Fossil Hominids From the New York Times comes this article about recently discovered fossil finds in Africa. In recent years many of the gaps in human evolution have been filled in by numerous fossil finds. When only a handful of such species were known (such as Homo Erectus or the Australopithecines), creationists used to delight in explaining to paleontologists how this or that fossil was actually either totally ape or totally human (sometimes with a hypothetical nutritional disorder thrown in to explain certain distinctly ape-like features afflicting an otherwise human-like fossil). With more than two dozen distinct species in the fossil record today, it is getting harder and harder for them to maintain this fiction.

Another species has been added to the family tree of early human ancestors — and to controversies over how straight or tangled were the branches of that tree.

Long before Homo erectus, Australopithecus afarensis (Lucy, more than three million years ago) and several other distant kin, scientists are reporting today, there lived a primitive hominid species in what is now Ethiopia about 5.5 million to 5.8 million years ago.

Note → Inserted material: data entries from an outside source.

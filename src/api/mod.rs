//! API module
//!
//! HTTP API endpoints and middleware.

pub mod extract;
pub mod middleware;
pub mod routes;

use axum::{middleware::from_fn, routing::get, Router};
use tower_http::request_id::{MakeRequestUuid, PropagateRequestIdLayer, SetRequestIdLayer};
use tower_http::trace::TraceLayer;

use crate::state::AppState;

pub use routes::api_routes;

/// Build the application router
///
/// Layers run outermost first: request id, tracing, request id
/// propagation, operation context, request logging. Authentication is a
/// route layer on the protected routes only.
pub fn create_router(state: AppState) -> Router {
    Router::new()
        // Health check (no auth)
        .route("/health", get(health_check))
        .nest("/api", api_routes(state.clone()))
        .layer(from_fn(middleware::logging_middleware))
        .layer(from_fn(middleware::context_middleware))
        .layer(PropagateRequestIdLayer::x_request_id())
        .layer(TraceLayer::new_for_http())
        .layer(SetRequestIdLayer::x_request_id(MakeRequestUuid))
        .with_state(state)
}

/// Health check endpoint
async fn health_check() -> &'static str {
    "OK"
}
//! Datastore module
//!
//! Persistence seam for the catalog, the seat ledger and bookings.
//! Two backends: `MemoryStore` for development and tests, `PgStore` for
//! PostgreSQL. Both make reserve-and-record and cancel-and-release a
//! single atomic unit.

mod memory;
mod postgres;

pub use memory::MemoryStore;
pub use postgres::PgStore;

use async_trait::async_trait;
use serde::Serialize;
use uuid::Uuid;

use crate::domain::{
    Booking, DomainError, Event, EventChanges, EventFilter, Pricing, UserId,
};
use crate::ledger::{LedgerSnapshot, Release, Reservation};

/// Datastore errors
#[derive(Debug, thiserror::Error)]
pub enum StoreError {
    #[error(transparent)]
    Domain(#[from] DomainError),

    #[error("Database error: {0}")]
    Database(#[from] sqlx::Error),

    /// Stored data violates a domain invariant
    #[error("Corrupt record: {0}")]
    Corrupt(String),
}

/// Everything the store needs to reserve seats and record a booking
#[derive(Debug, Clone)]
pub struct BookingRequest {
    pub user_id: UserId,
    pub event_id: Uuid,
    pub ticket_count: u32,
    pub idempotency_key: Option<Uuid>,
    pub pricing: Pricing,
}

/// Outcome of `reserve_and_record`
#[derive(Debug, Clone)]
pub enum BookingOutcome {
    /// Seats reserved and a new booking recorded
    Created {
        booking: Booking,
        reservation: Reservation,
    },
    /// Same idempotency key seen before; nothing changed
    Replayed(Booking),
}

impl BookingOutcome {
    pub fn booking(&self) -> &Booking {
        match self {
            BookingOutcome::Created { booking, .. } => booking,
            BookingOutcome::Replayed(booking) => booking,
        }
    }

    pub fn into_booking(self) -> Booking {
        match self {
            BookingOutcome::Created { booking, .. } => booking,
            BookingOutcome::Replayed(booking) => booking,
        }
    }

    pub fn is_replay(&self) -> bool {
        matches!(self, BookingOutcome::Replayed(_))
    }
}

/// Outcome of `cancel_and_release`
#[derive(Debug, Clone)]
pub struct CancelOutcome {
    pub booking: Booking,
    pub release: Release,
}

/// Ledger entry whose count disagrees with its confirmed bookings
#[derive(Debug, Clone, PartialEq, Eq, Serialize)]
pub struct LedgerDiscrepancy {
    pub event_id: Uuid,
    pub booked_seats: u32,
    pub confirmed_seats: u32,
}

/// Storage operations used by the catalog, booking and availability services
#[async_trait]
pub trait Datastore: Send + Sync {
    /// Persist a new event and open its ledger entry in the same step
    async fn insert_event(&self, event: Event) -> Result<Event, StoreError>;

    async fn get_event(&self, event_id: Uuid) -> Result<Option<Event>, StoreError>;

    /// Events matching `filter`, ordered by date then title
    async fn list_events(&self, filter: &EventFilter) -> Result<Vec<Event>, StoreError>;

    async fn update_event(&self, event_id: Uuid, changes: EventChanges) -> Result<Event, StoreError>;

    /// Remove an event and its ledger entry. Bookings are kept.
    async fn delete_event(&self, event_id: Uuid) -> Result<bool, StoreError>;

    /// Distinct non-empty categories, sorted
    async fn categories(&self) -> Result<Vec<String>, StoreError>;

    async fn ledger_snapshot(&self, event_id: Uuid) -> Result<Option<LedgerSnapshot>, StoreError>;

    /// Reserve seats and record a confirmed booking as one atomic unit
    async fn reserve_and_record(&self, request: BookingRequest) -> Result<BookingOutcome, StoreError>;

    /// Cancel a booking and release its seats as one atomic unit
    async fn cancel_and_release(
        &self,
        booking_id: Uuid,
        requester: &UserId,
    ) -> Result<CancelOutcome, StoreError>;

    async fn get_booking(&self, booking_id: Uuid) -> Result<Option<Booking>, StoreError>;

    /// All bookings of a user, newest first
    async fn bookings_for_user(&self, user_id: &UserId) -> Result<Vec<Booking>, StoreError>;

    /// Ledger entries whose booked seats differ from their confirmed tickets
    async fn find_ledger_discrepancies(&self) -> Result<Vec<LedgerDiscrepancy>, StoreError>;
}

/// Resolve a request whose idempotency key already has a booking
pub(crate) fn replay_or_conflict(
    existing: Booking,
    request: &BookingRequest,
    key: Uuid,
) -> Result<BookingOutcome, StoreError> {
    if existing.matches_request(request.event_id, request.ticket_count) {
        tracing::info!(
            booking_id = %existing.id,
            idempotency_key = %key,
            "Replaying booking for repeated idempotency key"
        );
        Ok(BookingOutcome::Replayed(existing))
    } else {
        Err(DomainError::IdempotencyConflict(key).into())
    }
}

#[cfg(test)]
mod tests {
    use super::*;
    use chrono::Utc;
    use rust_decimal_macros::dec;

    fn request(event_id: Uuid, ticket_count: u32, key: Uuid) -> BookingRequest {
        BookingRequest {
            user_id: UserId::new("usr_1").unwrap(),
            event_id,
            ticket_count,
            idempotency_key: Some(key),
            pricing: Pricing::default(),
        }
    }

    #[test]
    fn test_replay_when_request_matches() {
        let event_id = Uuid::new_v4();
        let key = Uuid::new_v4();
        let existing = Booking::pending(
            UserId::new("usr_1").unwrap(),
            event_id,
            2,
            dec!(10),
            Some(key),
            Utc::now(),
        )
        .unwrap();

        let outcome = replay_or_conflict(existing.clone(), &request(event_id, 2, key), key).unwrap();
        assert!(outcome.is_replay());
        assert_eq!(outcome.into_booking(), existing);
    }

    #[test]
    fn test_conflict_when_request_differs() {
        let event_id = Uuid::new_v4();
        let key = Uuid::new_v4();
        let existing = Booking::pending(
            UserId::new("usr_1").unwrap(),
            event_id,
            2,
            dec!(10),
            Some(key),
            Utc::now(),
        )
        .unwrap();

        let result = replay_or_conflict(existing, &request(event_id, 3, key), key);
        assert!(matches!(
            result,
            Err(StoreError::Domain(DomainError::IdempotencyConflict(k))) if k == key
        ));
    }
}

That would make the newly recognizied species one of the earliest known human ancestors, perhaps one of the first to emerge after the chimpanzee and human lineages diverged from a common ancestor some six million to eight million years ago.

The timing of the fateful split has been determined by molecular biological research, and in recent years fossil hunters have found traces of what those earliest hominids, human ancestors and their close relatives, might have been like.